ABSTRACT

Late Cenozoic volcanic activity in the Udokan ridge is related to reactivation of the Kodar-Udokan and Chukchudu weak zones. The former locates in the area of the Baikal Rift System (BRS) overlapping the Proterozoic foredeep in the Aldan shield. The latter joins the Stanovoy suture which belongs to the Olekma-Stanovaya Orogenic System (OSOS) reactivated due to collision of the Bonin and Honshu arcs. Diverse volcanic pulses in the weak zones indicate independent tectonic activity in the BRS and OSOS. Trace element abundances in lavas from both zones have been studied by ICP-MS technique. The initial 14 Ma olivine melaleucetite magmas in the Kodar-Udokan zone were inferred to represent phlogopite-bearing mantle source depleted in Pb and Y (Ce/Pb = 20; Y/Ho = 22). Alkali olivine basalts and basanites erupted between 3.2 and 2.4 Ma exhibited hybrids of two or three end-members including, beside the Pb-Y depleted component, those of the lower crust and similar to the primitive mantle. In the Chukchudu zone, the 4.0–3.5 Ma basanites were dominated by the OIB-like component.
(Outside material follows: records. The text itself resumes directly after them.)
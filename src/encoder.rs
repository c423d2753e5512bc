//! # Encoder Module
//!
//! Builds the ffmpeg command line for one file and runs it.
//!
//! ## Responsibilities:
//! - Map the quality tier to a VP9 CRF value
//! - Normalize the output path to a `.webm` file
//! - Inject the optional seek/cutoff pair
//! - Run the encoder as a child process and map its exit status
//!
//! ## Encoder command line (argument order is fixed):
//! ```text
//! -i <input> [-ss <start> -to <end>] -c:v libvpx-vp9 -crf <crf> -b:v 0 -b:a 128k -c:a libopus <output>
//! ```
//!
//! ## Quality tiers (CRF, lower = better quality):
//! - `max`: 15
//! - `medium`: 30
//! - `low`: 45
//!
//! ## Example:
//! ```ignore
//! let request = ConversionRequest::new(input, output, Quality::Medium, None);
//! let invocation = request.build();
//! FfmpegEncoder::new("ffmpeg").execute(&invocation).await?;
//! ```

use crate::error::ConvertError;
use crate::time_range::TimeRange;
use async_trait::async_trait;
use serde::{Deserialize, Serialize};
use std::ffi::{OsStr, OsString};
use std::path::{Path, PathBuf};
use std::process::Stdio;
use std::time::Duration;
use tokio::process::Command;
use tracing::debug;

/// Extension of the produced container
pub const TARGET_EXTENSION: &str = "webm";

const VIDEO_CODEC: &str = "libvpx-vp9";
const AUDIO_CODEC: &str = "libopus";
const AUDIO_BITRATE: &str = "128k";

/// Encoder quality preset
#[derive(Debug, Clone, Copy, PartialEq, Eq, Default, Serialize, Deserialize, clap::ValueEnum)]
#[serde(rename_all = "lowercase")]
pub enum Quality {
    Max,
    #[default]
    Medium,
    Low,
}

impl Quality {
    /// Constant rate factor passed to the VP9 encoder
    pub fn crf(&self) -> u8 {
        match self {
            Self::Max => 15,
            Self::Medium => 30,
            Self::Low => 45,
        }
    }
}

/// Everything needed to convert one file
#[derive(Debug, Clone)]
pub struct ConversionRequest {
    input_path: PathBuf,
    output_path: PathBuf,
    quality: Quality,
    range: Option<TimeRange>,
}

impl ConversionRequest {
    pub fn new(
        input_path: PathBuf,
        output_path: PathBuf,
        quality: Quality,
        range: Option<TimeRange>,
    ) -> Self {
        Self {
            input_path,
            output_path,
            quality,
            range,
        }
    }

    /// Output path with the target extension enforced.
    ///
    /// A caller path that already ends in `.webm` is kept. Anything else is
    /// replaced by `<dir of caller path>/<input file name>.webm`, so
    /// `out/clip.mp4` becomes `out/clip.mp4.webm`.
    pub fn effective_output_path(&self) -> PathBuf {
        if self.output_path.extension() == Some(OsStr::new(TARGET_EXTENSION)) {
            return self.output_path.clone();
        }

        let mut file_name = self
            .input_path
            .file_name()
            .map(OsStr::to_os_string)
            .unwrap_or_default();
        file_name.push(".");
        file_name.push(TARGET_EXTENSION);

        let dir = self.output_path.parent().unwrap_or(Path::new(""));
        dir.join(file_name)
    }

    /// Build the encoder argument list
    pub fn build(&self) -> EncoderInvocation {
        let output_path = self.effective_output_path();
        let mut args: Vec<OsString> = vec!["-i".into(), self.input_path.clone().into()];

        if let Some(range) = self.range {
            args.push("-ss".into());
            args.push(format!("{:.6}", range.start_seconds()).into());
            args.push("-to".into());
            args.push(format!("{:.6}", range.end_seconds()).into());
        }

        let crf = self.quality.crf().to_string();
        for arg in [
            "-c:v",
            VIDEO_CODEC,
            "-crf",
            crf.as_str(),
            "-b:v",
            "0",
            "-b:a",
            AUDIO_BITRATE,
            "-c:a",
            AUDIO_CODEC,
        ] {
            args.push(arg.into());
        }
        args.push(output_path.clone().into());

        EncoderInvocation {
            input_path: self.input_path.clone(),
            output_path,
            args,
        }
    }
}

/// A fully built encoder command line
#[derive(Debug, Clone, PartialEq)]
pub struct EncoderInvocation {
    pub input_path: PathBuf,
    pub output_path: PathBuf,
    pub args: Vec<OsString>,
}

impl EncoderInvocation {
    /// Arguments as a single printable string, for logs
    pub fn display_args(&self) -> String {
        self.args
            .iter()
            .map(|arg| arg.to_string_lossy())
            .collect::<Vec<_>>()
            .join(" ")
    }
}

/// Runs one encoder invocation to completion.
///
/// Implementations must be shareable across worker tasks.
#[async_trait]
pub trait Encoder: Send + Sync {
    async fn execute(&self, invocation: &EncoderInvocation) -> Result<(), ConvertError>;
}

/// Encoder backed by an ffmpeg child process
#[derive(Debug, Clone)]
pub struct FfmpegEncoder {
    program: PathBuf,
    timeout: Option<Duration>,
}

impl FfmpegEncoder {
    pub fn new(program: impl Into<PathBuf>) -> Self {
        Self {
            program: program.into(),
            timeout: None,
        }
    }

    /// Kill the child and fail the item when it runs longer than `timeout`
    pub fn with_timeout(mut self, timeout: Option<Duration>) -> Self {
        self.timeout = timeout;
        self
    }

    async fn run(&self, invocation: &EncoderInvocation) -> Result<(), ConvertError> {
        let status = Command::new(&self.program)
            .args(&invocation.args)
            .stdin(Stdio::null())
            .stdout(Stdio::null())
            .stderr(Stdio::null())
            .kill_on_drop(true)
            .status()
            .await
            .map_err(|e| {
                ConvertError::EncoderFailed(format!(
                    "failed to execute {}: {}",
                    self.program.display(),
                    e
                ))
            })?;

        if !status.success() {
            return Err(ConvertError::EncoderFailed(format!(
                "error converting {}: {}",
                invocation.input_path.display(),
                status
            )));
        }

        Ok(())
    }
}

#[async_trait]
impl Encoder for FfmpegEncoder {
    async fn execute(&self, invocation: &EncoderInvocation) -> Result<(), ConvertError> {
        debug!("{} {}", self.program.display(), invocation.display_args());

        match self.timeout {
            Some(limit) => tokio::time::timeout(limit, self.run(invocation))
                .await
                .map_err(|_| {
                    ConvertError::EncoderFailed(format!(
                        "timed out after {:?} converting {}",
                        limit,
                        invocation.input_path.display()
                    ))
                })?,
            None => self.run(invocation).await,
        }
    }
}

#[cfg(test)]
mod tests {
    use super::*;

    fn args_of(invocation: &EncoderInvocation) -> Vec<String> {
        invocation
            .args
            .iter()
            .map(|arg| arg.to_string_lossy().into_owned())
            .collect()
    }

    #[test]
    fn test_quality_crf() {
        assert_eq!(Quality::Max.crf(), 15);
        assert_eq!(Quality::Medium.crf(), 30);
        assert_eq!(Quality::Low.crf(), 45);
        assert_eq!(Quality::default(), Quality::Medium);
    }

    #[test]
    fn test_build_without_range() {
        let request = ConversionRequest::new(
            PathBuf::from("in/clip.mp4"),
            PathBuf::from("out/clip.webm"),
            Quality::Max,
            None,
        );
        let invocation = request.build();

        assert_eq!(
            args_of(&invocation),
            vec![
                "-i", "in/clip.mp4", "-c:v", "libvpx-vp9", "-crf", "15", "-b:v", "0", "-b:a",
                "128k", "-c:a", "libopus", "out/clip.webm",
            ]
        );
        assert_eq!(invocation.output_path, PathBuf::from("out/clip.webm"));
    }

    #[test]
    fn test_build_with_range() {
        let request = ConversionRequest::new(
            PathBuf::from("clip.gif"),
            PathBuf::from("clip.webm"),
            Quality::Low,
            Some(TimeRange::new(62.0, 150.5)),
        );

        assert_eq!(
            args_of(&request.build()),
            vec![
                "-i", "clip.gif", "-ss", "62.000000", "-to", "150.500000", "-c:v", "libvpx-vp9",
                "-crf", "45", "-b:v", "0", "-b:a", "128k", "-c:a", "libopus", "clip.webm",
            ]
        );
    }

    #[test]
    fn test_wrong_extension_uses_input_base_name() {
        let request = ConversionRequest::new(
            PathBuf::from("videos/clip.mp4"),
            PathBuf::from("dest/out.mp4"),
            Quality::Medium,
            None,
        );
        let output = request.build().output_path;

        assert_eq!(output, PathBuf::from("dest/clip.mp4.webm"));
        assert_eq!(output.extension(), Some(OsStr::new("webm")));
        assert!(output
            .file_name()
            .unwrap()
            .to_string_lossy()
            .starts_with("clip"));
    }

    #[test]
    fn test_uppercase_webm_is_not_target_extension() {
        let request = ConversionRequest::new(
            PathBuf::from("a.WEBM"),
            PathBuf::from("dest/a.WEBM"),
            Quality::Medium,
            None,
        );
        assert_eq!(
            request.effective_output_path(),
            PathBuf::from("dest/a.WEBM.webm")
        );
    }

    #[cfg(unix)]
    #[tokio::test]
    async fn test_ffmpeg_encoder_maps_exit_status() {
        let request = ConversionRequest::new(
            PathBuf::from("clip.mp4"),
            PathBuf::from("clip.webm"),
            Quality::Medium,
            None,
        );
        let invocation = request.build();

        tokio_test::assert_ok!(FfmpegEncoder::new("true").execute(&invocation).await);

        let err = FfmpegEncoder::new("false")
            .execute(&invocation)
            .await
            .unwrap_err();
        assert!(matches!(err, ConvertError::EncoderFailed(_)));
    }

    #[tokio::test]
    async fn test_missing_program_is_encoder_failure() {
        let invocation = ConversionRequest::new(
            PathBuf::from("clip.mp4"),
            PathBuf::from("clip.webm"),
            Quality::Medium,
            None,
        )
        .build();

        let err = FfmpegEncoder::new("definitely-not-an-encoder-binary")
            .execute(&invocation)
            .await
            .unwrap_err();
        assert!(err.to_string().contains("failed to execute"));
    }

    #[cfg(unix)]
    #[tokio::test]
    async fn test_timeout_fails_item() {
        let invocation = EncoderInvocation {
            input_path: PathBuf::from("clip.mp4"),
            output_path: PathBuf::from("clip.webm"),
            args: vec!["5".into()],
        };

        let err = FfmpegEncoder::new("sleep")
            .with_timeout(Some(Duration::from_millis(100)))
            .execute(&invocation)
            .await
            .unwrap_err();
        assert!(err.to_string().contains("timed out"));
    }
}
During the last 1.8 Ma, the low-Y material melted. It is suggested that lavas of the Kodar-Udokan zone represent the continental mantle which underlain the Aldan shield in the Archean, but partly or completely modified by the Proterozoic processes of deep tectono-thermal reactivation. Lavas of the Chukchudu zone exhibit lithospheric mantle material formed during deep Phanerozoic convection and/or mantle material of the Baikal-Vitim terrane subducted beneath the Archean crust of the Aldan shield in the Paleozoic.